» Material supplied:
*** Block opens ***

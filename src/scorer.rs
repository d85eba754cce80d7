//! Scoring context: loaded artifacts plus the transform and prediction steps

use crate::config::ModelsConfig;
use crate::encoder::EncoderSet;
use crate::error::Result;
use crate::feature_extractor::{align, AlignedRow, FeatureExtractor};
use crate::models::inference::Classifier;
use crate::models::loader::ArtifactLoader;
use crate::types::application::RawApplication;
use crate::types::assessment::{RiskAssessment, RiskLabel};
use tracing::{info, warn};

/// Read-only artifacts needed to score applications.
///
/// Built once at startup and passed by reference; nothing in it changes
/// after construction.
pub struct ScoringContext {
    extractor: FeatureExtractor,
    classifier: Box<dyn Classifier>,
}

impl ScoringContext {
    pub fn new(encoders: EncoderSet, classifier: Box<dyn Classifier>) -> Self {
        Self {
            extractor: FeatureExtractor::new(encoders),
            classifier,
        }
    }

    /// Load the encoders and the classifier from the configured models
    /// directory
    pub fn load(config: &ModelsConfig) -> anyhow::Result<Self> {
        let loader = ArtifactLoader::new(config);
        let encoders = loader.load_encoders()?;
        let classifier = loader.load_classifier()?;

        info!(
            models_dir = %loader.models_dir().display(),
            model = %classifier.name(),
            purposes = encoders.purposes().len(),
            "Scoring context ready"
        );

        Ok(Self::new(encoders, Box::new(classifier)))
    }

    pub fn encoders(&self) -> &EncoderSet {
        self.extractor.encoders()
    }

    /// Selectable loan purposes, straight from the purpose encoder
    pub fn purposes(&self) -> &[String] {
        self.encoders().purposes()
    }

    /// Build the row the classifier will see for `app`
    pub fn features(&self, app: &RawApplication) -> Result<AlignedRow> {
        let row = self.extractor.extract(app)?;
        Ok(align(&row, self.classifier.expected_columns()))
    }

    /// Predict the label for an already aligned row
    pub fn predict(&self, row: &AlignedRow) -> Result<RiskLabel> {
        self.classifier.predict(row)
    }

    /// Transform and predict in one step.
    ///
    /// A schema warning does not stop the prediction; it is logged and kept on
    /// the returned assessment for the caller to show.
    pub fn assess(&self, app: &RawApplication) -> Result<RiskAssessment> {
        let features = self.features(app)?;
        if let Some(warning) = features.schema.warning() {
            warn!(model = %self.classifier.name(), "{}", warning);
        }

        let label = self.predict(&features)?;
        let assessment = RiskAssessment::new(label, features);

        info!(
            assessment_id = %assessment.assessment_id,
            label = ?assessment.label,
            schema_verified = assessment.schema().is_verified(),
            "Application assessed"
        );

        Ok(assessment)
    }
}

*** Block closes ***

» Exercise directions: Write out word for word only the lines from the start of the entries down to the line with "pub struct ScoringContext", please, including both ends.

» Finished task:
filename src/scorer.rs
repository d85eba754cce80d7
//! Scoring context: loaded artifacts plus the transform and prediction steps

use crate::config::ModelsConfig;
use crate::encoder::EncoderSet;
use crate::error::Result;
use crate::feature_extractor::{align, AlignedRow, FeatureExtractor};
use crate::models::inference::Classifier;
use crate::models::loader::ArtifactLoader;
use crate::types::application::RawApplication;
use crate::types::assessment::{RiskAssessment, RiskLabel};
use tracing::{info, warn};

/// Read-only artifacts needed to score applications.
///
/// Built once at startup and passed by reference; nothing in it changes
/// after construction.
pub struct ScoringContext {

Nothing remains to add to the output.